US slaps anti-dumping duties on Chinese alloy aluminium sheet
WASHINGTON, United States (AFP) — The United States said yesterday it was imposing steep import duties on Chinese imports of alloy aluminium sheet valued at nearly US$1 billion, which Washington says have been dumped on the US market.
Trade relations between the world’s two top economies on Tuesday were at the brink of all-out conflict, with US President Donald Trump having threatened late Monday to place tariffs on almost all of Chinese exports to the United States.
Tuesday’s announcement was part of a process begun in November that marked the first time in 33 years that the US Commerce Department had self-initiated the process of imposing anti-dumping import duties by itself — not at the behest of US manufacturers.
“The Department of Commerce will do everything in its power to stop the flow of unfairly subsidised or dumped goods into US markets,” US Commerce Secretary Wilbur Ross said in a statement.

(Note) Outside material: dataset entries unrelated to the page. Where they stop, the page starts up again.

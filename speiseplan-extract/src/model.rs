use std::collections::BTreeMap;
use std::fmt::{Display, Formatter};

use chrono::{Days, NaiveDate};
use serde::{Deserialize, Serialize};

/// Monday-first working day of a menu week.
#[derive(Debug, Clone, Copy, PartialEq, Eq, PartialOrd, Ord, Hash, Serialize, Deserialize)]
pub enum Weekday {
    Mo,
    Di,
    Mi,
    Do,
    Fr,
}

impl Weekday {
    pub const ALL: [Weekday; 5] = [Self::Mo, Self::Di, Self::Mi, Self::Do, Self::Fr];

    #[must_use]
    pub fn from_ordinal(ordinal: u32) -> Option<Self> {
        usize::try_from(ordinal)
            .ok()
            .and_then(|index| Self::ALL.get(index).copied())
    }

    #[must_use]
    pub const fn ordinal(self) -> u32 {
        match self {
            Self::Mo => 0,
            Self::Di => 1,
            Self::Mi => 2,
            Self::Do => 3,
            Self::Fr => 4,
        }
    }

    #[must_use]
    pub const fn short_label(self) -> &'static str {
        match self {
            Self::Mo => "Mo",
            Self::Di => "Di",
            Self::Mi => "Mi",
            Self::Do => "Do",
            Self::Fr => "Fr",
        }
    }

    #[must_use]
    pub const fn german_name(self) -> &'static str {
        match self {
            Self::Mo => "Montag",
            Self::Di => "Dienstag",
            Self::Mi => "Mittwoch",
            Self::Do => "Donnerstag",
            Self::Fr => "Freitag",
        }
    }

    /// Parses `Mo`, `Mo.`, `MONTAG`, `Montag, 14.10.` and similar day labels.
    #[must_use]
    pub fn from_label(label: &str) -> Option<Self> {
        let word = label
            .trim()
            .chars()
            .take_while(|ch| ch.is_alphabetic())
            .flat_map(char::to_lowercase)
            .collect::<String>();
        if word.chars().count() < 2 {
            return None;
        }

        Self::ALL
            .into_iter()
            .find(|day| day.german_name().to_lowercase().starts_with(&word))
    }

    #[must_use]
    pub fn from_chrono(day: chrono::Weekday) -> Option<Self> {
        Self::from_ordinal(day.num_days_from_monday())
    }
}

impl Display for Weekday {
    fn fmt(&self, f: &mut Formatter<'_>) -> std::fmt::Result {
        f.write_str(self.short_label())
    }
}

/// The two dish choices of one day, as cleaned word tokens.
#[derive(Debug, Clone, Default, PartialEq, Eq, Serialize, Deserialize)]
pub struct DishPair {
    pub meat: Vec<String>,
    pub vegetarian: Vec<String>,
}

impl DishPair {
    #[must_use]
    pub fn new(meat: Vec<String>, vegetarian: Vec<String>) -> Self {
        Self { meat, vegetarian }
    }

    #[must_use]
    pub fn meat_text(&self) -> String {
        self.meat.join(" ")
    }

    #[must_use]
    pub fn vegetarian_text(&self) -> String {
        self.vegetarian.join(" ")
    }

    #[must_use]
    pub fn is_empty(&self) -> bool {
        self.meat.is_empty() && self.vegetarian.is_empty()
    }
}

#[derive(Debug, Clone, Default, PartialEq, Eq, Serialize, Deserialize)]
pub struct WeeklyMenu {
    pub week_start: Option<NaiveDate>,
    pub days: BTreeMap<Weekday, DishPair>,
}

impl WeeklyMenu {
    /// Inserts the dishes of `day`, returning whatever was stored before.
    pub fn insert(&mut self, day: Weekday, dishes: DishPair) -> Option<DishPair> {
        self.days.insert(day, dishes)
    }

    #[must_use]
    pub fn get(&self, day: Weekday) -> Option<&DishPair> {
        self.days.get(&day)
    }

    #[must_use]
    pub fn len(&self) -> usize {
        self.days.len()
    }

    #[must_use]
    pub fn is_empty(&self) -> bool {
        self.days.is_empty()
    }

    pub fn iter(&self) -> impl Iterator<Item = (Weekday, &DishPair)> {
        self.days.iter().map(|(day, dishes)| (*day, dishes))
    }

    #[must_use]
    pub fn date_of(&self, day: Weekday) -> Option<NaiveDate> {
        self.week_start?
            .checked_add_days(Days::new(u64::from(day.ordinal())))
    }
}

/// A run of text drawn at one position on the page, in PDF user space.
#[derive(Debug, Clone, PartialEq)]
pub struct TextSpan {
    pub text: String,
    pub x: f64,
    pub y: f64,
    pub font_size: f64,
}

/// A straight ruling line, normalized so that `x0 <= x1` and `y0 <= y1`.
#[derive(Debug, Clone, Copy, PartialEq)]
pub struct Segment {
    pub x0: f64,
    pub y0: f64,
    pub x1: f64,
    pub y1: f64,
}

impl Segment {
    #[must_use]
    pub fn new(ax: f64, ay: f64, bx: f64, by: f64) -> Self {
        Self {
            x0: ax.min(bx),
            y0: ay.min(by),
            x1: ax.max(bx),
            y1: ay.max(by),
        }
    }

    #[must_use]
    pub fn is_horizontal(&self, tolerance: f64) -> bool {
        self.y1 - self.y0 <= tolerance && self.x1 - self.x0 > tolerance
    }

    #[must_use]
    pub fn is_vertical(&self, tolerance: f64) -> bool {
        self.x1 - self.x0 <= tolerance && self.y1 - self.y0 > tolerance
    }
}

/// Decoded geometry of the first page of a menu document.
#[derive(Debug, Clone, Default, PartialEq)]
pub struct PageLayout {
    pub spans: Vec<TextSpan>,
    pub segments: Vec<Segment>,
}

/// Ordered raw cells of one table row, before normalization.
pub type RawTableRow = Vec<String>;

/// One row of the positional grid; `None` marks a blank cell.
pub type GridRow = Vec<Option<String>>;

The department said yesterday it had reached a preliminary conclusion that Chinese exporters had sold the aluminium sheet in the US at 167.2 per cent below fair value.

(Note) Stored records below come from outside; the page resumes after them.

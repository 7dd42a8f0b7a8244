use std::collections::HashMap;
use std::fmt::{Display, Formatter};
use std::sync::LazyLock;

use chrono::{Datelike, Days, NaiveDate};
use regex::Regex;
use tracing::{debug, warn};

use crate::error::ExtractError;

/// Start date assumed for a menu link whose name carries no date.
#[must_use]
pub fn unknown_week_start() -> NaiveDate {
    NaiveDate::from_ymd_opt(2000, 6, 1).unwrap_or(NaiveDate::MIN)
}

static DATE_TOKEN: LazyLock<Regex> =
    LazyLock::new(|| Regex::new(r"\d+[.]\d+[.]\d+").expect("date token pattern is valid"));

/// First `d.m.y` shaped token in `text`.
#[must_use]
pub fn find_date_token(text: &str) -> Option<&str> {
    DATE_TOKEN.find(text).map(|found| found.as_str())
}

/// Last path segment of a link, without query or fragment.
#[must_use]
pub fn link_file_name(href: &str) -> &str {
    let path = href.split(['?', '#']).next().unwrap_or_default();
    path.rsplit('/').next().unwrap_or(path)
}

/// Parses `dd.mm.yyyy`, falling back to `dd.mm.yy`.
pub fn parse_menu_date(token: &str) -> Result<NaiveDate, ExtractError> {
    let token = token.trim();
    let year_digits = token.rsplit('.').next().map_or(0, str::len);
    let format = match year_digits {
        4 => "%d.%m.%Y",
        2 => "%d.%m.%y",
        _ => {
            return Err(ExtractError::FormatMismatch(format!(
                "'{token}' is not a dd.mm.yyyy or dd.mm.yy date"
            )));
        }
    };
    NaiveDate::parse_from_str(token, format)
        .map_err(|error| ExtractError::FormatMismatch(format!("'{token}': {error}")))
}

/// Start date encoded in the file name of a menu link, or the unknown-week
/// sentinel when none can be read. Host and directories are ignored.
#[must_use]
pub fn menu_week_start(href: &str) -> NaiveDate {
    let name = link_file_name(href);
    let parsed = find_date_token(name)
        .ok_or_else(|| ExtractError::FormatMismatch(format!("no date in '{name}'")))
        .and_then(parse_menu_date);
    match parsed {
        Ok(date) => date,
        Err(error) => {
            debug!(%error, "using unknown week start");
            unknown_week_start()
        }
    }
}

#[must_use]
pub fn monday_of(date: NaiveDate) -> NaiveDate {
    date.checked_sub_days(Days::new(u64::from(date.weekday().num_days_from_monday())))
        .unwrap_or(date)
}

/// Monday of the week named by the first date found in document text.
pub fn week_start_from_text(text: &str) -> Result<NaiveDate, ExtractError> {
    let token = find_date_token(text)
        .ok_or_else(|| ExtractError::FormatMismatch("no date in document text".to_string()))?;
    parse_menu_date(token).map(monday_of)
}

/// ISO year and week number.
#[derive(Debug, Clone, Copy, PartialEq, Eq, PartialOrd, Ord, Hash)]
pub struct WeekKey {
    pub year: i32,
    pub week: u32,
}

impl WeekKey {
    #[must_use]
    pub fn of(date: NaiveDate) -> Self {
        let iso = date.iso_week();
        Self {
            year: iso.year(),
            week: iso.week(),
        }
    }
}

impl Display for WeekKey {
    fn fmt(&self, f: &mut Formatter<'_>) -> std::fmt::Result {
        write!(f, "{}-W{:02}", self.year, self.week)
    }
}

/// Resolved menu document URL per ISO week.
#[derive(Debug, Clone, Default)]
pub struct DocumentUrlCache {
    entries: HashMap<WeekKey, String>,
}

impl DocumentUrlCache {
    #[must_use]
    pub fn get(&self, week: WeekKey) -> Option<&str> {
        self.entries.get(&week).map(String::as_str)
    }

    pub fn insert(&mut self, week: WeekKey, url: impl Into<String>) -> Option<String> {
        self.entries.insert(week, url.into())
    }

    /// Drops the entry so the next lookup resolves the link again.
    pub fn invalidate(&mut self, week: WeekKey) -> Option<String> {
        self.entries.remove(&week)
    }

    pub fn clear(&mut self) {
        self.entries.clear();
    }

    #[must_use]
    pub fn len(&self) -> usize {
        self.entries.len()
    }

    #[must_use]
    pub fn is_empty(&self) -> bool {
        self.entries.is_empty()
    }
}

/// Whether a link points at a cafeteria menu PDF.
#[must_use]
pub fn is_menu_link(href: &str) -> bool {
    let lower = href.to_ascii_lowercase();
    let path = lower.split(['?', '#']).next().unwrap_or_default();
    path.ends_with(".pdf") && lower.contains("caf")
}

/// Picks the menu link for `today`'s week: the link whose dated name falls
/// into the same ISO week, otherwise the last menu link on the page.
#[must_use]
pub fn select_menu_link<S: AsRef<str>>(hrefs: &[S], today: NaiveDate) -> Option<&str> {
    let current = WeekKey::of(today);
    let candidates = hrefs
        .iter()
        .map(AsRef::as_ref)
        .filter(|href| is_menu_link(href))
        .collect::<Vec<_>>();

    if let Some(found) = candidates
        .iter()
        .copied()
        .find(|href| WeekKey::of(menu_week_start(href)) == current)
    {
        debug!(week = %current, href = found, "menu link for current week");
        return Some(found);
    }

    let fallback = candidates.last().copied();
    if let Some(href) = fallback {
        warn!(week = %current, href, "no menu link for current week, using last link");
    }
    fallback
}

/// Menu link for `today`'s ISO week, answered from `cache` when that week
/// was resolved before. A fresh selection is stored under the week.
pub fn resolve_menu_link<S: AsRef<str>>(
    cache: &mut DocumentUrlCache,
    hrefs: &[S],
    today: NaiveDate,
) -> Option<String> {
    let week = WeekKey::of(today);
    if let Some(url) = cache.get(week) {
        debug!(%week, url, "menu link from cache");
        return Some(url.to_string());
    }

    let selected = select_menu_link(hrefs, today)?.to_string();
    cache.insert(week, selected.clone());
    Some(selected)
}

#[cfg(test)]
mod tests {
    use chrono::NaiveDate;

    use super::{
        DocumentUrlCache, WeekKey, find_date_token, is_menu_link, link_file_name,
        menu_week_start, monday_of, parse_menu_date, resolve_menu_link, select_menu_link,
        unknown_week_start, week_start_from_text,
    };

    fn date(year: i32, month: u32, day: u32) -> NaiveDate {
        NaiveDate::from_ymd_opt(year, month, day).expect("valid test date")
    }

    #[test]
    fn parses_long_and_short_years() {
        assert_eq!(parse_menu_date("14.10.2024").expect("long"), date(2024, 10, 14));
        assert_eq!(parse_menu_date("14.10.24").expect("short"), date(2024, 10, 14));
        assert!(parse_menu_date("14.10.024").is_err());
        assert!(parse_menu_date("31.02.2024").is_err());
    }

    #[test]
    fn week_start_defaults_to_sentinel() {
        assert_eq!(
            menu_week_start("/files/Speiseplan_Cafeteria_14.10.2024.pdf"),
            date(2024, 10, 14)
        );
        assert_eq!(menu_week_start("/files/Speiseplan_Cafeteria.pdf"), unknown_week_start());
        assert_eq!(unknown_week_start(), date(2000, 6, 1));
    }

    #[test]
    fn finds_date_tokens_and_mondays() {
        assert_eq!(find_date_token("KW 42 vom 16.10.2024 bis"), Some("16.10.2024"));
        assert_eq!(find_date_token("keine Daten"), None);
        assert_eq!(monday_of(date(2024, 10, 16)), date(2024, 10, 14));
        assert_eq!(
            week_start_from_text("Speiseplan 16.10.2024").expect("date in text"),
            date(2024, 10, 14)
        );
        assert!(week_start_from_text("Speiseplan").is_err());
    }

    #[test]
    fn formats_week_keys() {
        assert_eq!(WeekKey::of(date(2024, 10, 14)).to_string(), "2024-W42");
        assert_eq!(WeekKey::of(date(2024, 12, 30)).to_string(), "2025-W01");
    }

    #[test]
    fn url_cache_invalidates_single_weeks() {
        let mut cache = DocumentUrlCache::default();
        let week = WeekKey::of(date(2024, 10, 14));
        cache.insert(week, "https://example.org/caf_14.10.2024.pdf");
        cache.insert(WeekKey::of(date(2024, 10, 21)), "https://example.org/caf_21.10.2024.pdf");

        assert_eq!(cache.get(week), Some("https://example.org/caf_14.10.2024.pdf"));
        assert!(cache.invalidate(week).is_some());
        assert_eq!(cache.get(week), None);
        assert_eq!(cache.len(), 1);
        cache.clear();
        assert!(cache.is_empty());
    }

    #[test]
    fn recognizes_menu_links() {
        assert!(is_menu_link("/media/Cafeteria_14.10.2024.PDF"));
        assert!(is_menu_link("/media/cafe.pdf?download=1"));
        assert!(!is_menu_link("/media/Mensa.pdf"));
        assert!(!is_menu_link("/media/cafeteria.html"));
    }

    #[test]
    fn selects_current_week_or_last_link() {
        let hrefs = vec![
            "/media/cafeteria_07.10.2024.pdf",
            "/media/cafeteria_14.10.2024.pdf",
            "/media/impressum.pdf",
            "/media/cafeteria_21.10.24.pdf",
        ];
        assert_eq!(
            select_menu_link(&hrefs, date(2024, 10, 16)),
            Some("/media/cafeteria_14.10.2024.pdf")
        );
        assert_eq!(
            select_menu_link(&hrefs, date(2024, 11, 20)),
            Some("/media/cafeteria_21.10.24.pdf")
        );
        assert_eq!(select_menu_link::<&str>(&[], date(2024, 10, 16)), None);
    }

    #[test]
    fn dates_are_read_from_the_file_name_only() {
        assert_eq!(
            link_file_name("https://10.0.0.5/media/cafeteria_14.10.2024.pdf?v=1.2.3#page=1"),
            "cafeteria_14.10.2024.pdf"
        );
        assert_eq!(
            menu_week_start("https://10.0.0.5/media/cafeteria_14.10.2024.pdf"),
            date(2024, 10, 14)
        );
        assert_eq!(
            menu_week_start("https://10.0.0.5/01.02.2023/cafeteria.pdf"),
            unknown_week_start()
        );

        let hrefs = [
            "https://10.0.0.5/media/cafeteria_14.10.2024.pdf",
            "https://10.0.0.5/media/cafeteria_21.10.2024.pdf",
        ];
        assert_eq!(
            select_menu_link(&hrefs, date(2024, 10, 16)),
            Some("https://10.0.0.5/media/cafeteria_14.10.2024.pdf")
        );
    }

    #[test]
    fn resolves_links_through_the_week_cache() {
        let mut cache = DocumentUrlCache::default();
        let hrefs = ["/media/cafeteria_14.10.2024.pdf", "/media/cafeteria_21.10.2024.pdf"];

        assert_eq!(
            resolve_menu_link(&mut cache, &hrefs, date(2024, 10, 16)).as_deref(),
            Some("/media/cafeteria_14.10.2024.pdf")
        );
        assert_eq!(
            cache.get(WeekKey::of(date(2024, 10, 14))),
            Some("/media/cafeteria_14.10.2024.pdf")
        );

        let newer = ["/media/cafeteria_14.10.2024_v2.pdf"];
        assert_eq!(
            resolve_menu_link(&mut cache, &newer, date(2024, 10, 18)).as_deref(),
            Some("/media/cafeteria_14.10.2024.pdf")
        );

        cache.invalidate(WeekKey::of(date(2024, 10, 18)));
        assert_eq!(
            resolve_menu_link(&mut cache, &newer, date(2024, 10, 18)).as_deref(),
            Some("/media/cafeteria_14.10.2024_v2.pdf")
        );
        assert_eq!(resolve_menu_link::<&str>(&mut cache, &[], date(2024, 11, 4)), None);
        assert_eq!(cache.len(), 1);
    }
}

As a result, US Customs and Border Protection will begin collecting cash deposits from importers based on the alleged dumping rates.
A similar Commerce Department process found in February that the imports were subject to impermissible Chinese subsidies.
US imports of Chinese-made common alloy aluminium sheet in 2017 were valued at about US$900 million, according to the Commerce Department, up about 50 per cent from 2016.
A final determination is due in late 2018 and could be blocked by the independent US International Trade Commission, which has disagreed with several of the Trump Administration’s dumping- and subsidy-related tariff decisions.
China is also subject to 10 per cent US duties on primary aluminium imports announced in March, but the United States imports only a marginal amount of that substance from China every year.